Que todos sean uno

«Única es la Iglesia fundada por Cristo Señor, aun cuando son muchas las comuniones cristianas que se presentan a los hombres como la herencia de Jesucristo». Así explica el decreto Unitatis redintegratio sobre el ecumenismo que «promover la restauración de la unidad entre todos los cristianos» es uno de los fines principales que se propuso el Concilio Vaticano II. 

Este decreto plantea varios temas para poder llevar a cabo el diálogo ecuménico para la verdadera unidad de los cristianos, destacando que la fe en Dios Trino, el reconocimiento de Jesucristo como Señor y Salvador, y un mismo bautismo son los pilares que sustentan esta unión. La Iglesia católica reconoce también que puede haber signos de salvación en las Iglesias separadas. Asimismo, remarca que la sucesión apostólica, el primado de Pedro y los sacramentos, sobre todo la Eucaristía, son indispensables en la Iglesia de Cristo. Los temas centrales del Concilio Vaticano II resuenan también con respecto al ecumenismo, fomentando la conversión y renovación de la Iglesia; además, subraya la necesidad de formación, oración y cercanía a los hermanos separados; e invita a la oración y al diálogo, siendo siempre fiel a la propia confesión. 

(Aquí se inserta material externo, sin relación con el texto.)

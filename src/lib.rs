//! Pulsemix - Sound server synchronization engine.
//!
//! Pulsemix keeps a local, queryable mirror of a sound server's object
//! graph: output and input devices, playback and capture endpoints, and
//! per-application client streams. The main features include:
//!
//! - Event-driven reconciliation of server notifications into typed caches
//! - Default endpoint tracking with late name binding
//! - Automatic reconnect supervision after session loss
//! - Control requests for mute, volume, stream moves and monitors
//!
//! # Quick Start
//!
//! ```rust,ignore
//! use pulsemix::{Backend, BackendEvent};
//!
//! // Build the engine over a concrete server connection factory.
//! let mut backend = Backend::new(factory);
//! backend.open()?;
//!
//! // Observe changes while the engine runs.
//! let mut events = backend.subscribe();
//! backend.run().await;
//! ```

/// Synchronization engine and its lifecycle states.
pub mod backend;

/// Index-addressed entity caches.
pub mod cache;

/// Server connection seam: traits, states and notifications.
pub mod connection;

/// Mirrored device entities, ports and profiles.
pub mod device;

/// Engine error types.
pub mod error;

/// Change events emitted by the engine.
pub mod events;

/// Mirrored stream entities and their capability model.
pub mod stream;

/// Per-channel volume model.
pub mod volume;

pub use backend::{Backend, BackendState};
pub use error::BackendError;
pub use events::BackendEvent;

Sesenta años después de su promulgación me sorprende que todavía haya entre nosotros personas que se escandalicen cuando se realizan momentos de oración y encuentro con hermanos separados, cuando hablamos de ecumenismo (movimiento que surge del Espíritu Santo para restablecer la unidad de los cristianos). Me lleva a recordar aquella oración que Jesús elevó al Padre, en la víspera de su muerte: «Que todos sean uno, como tú, Padre, en mí, y yo en ti, que ellos también sean uno en nosotros, para que el mundo crea que tú me has enviado» (Jn 17, 21).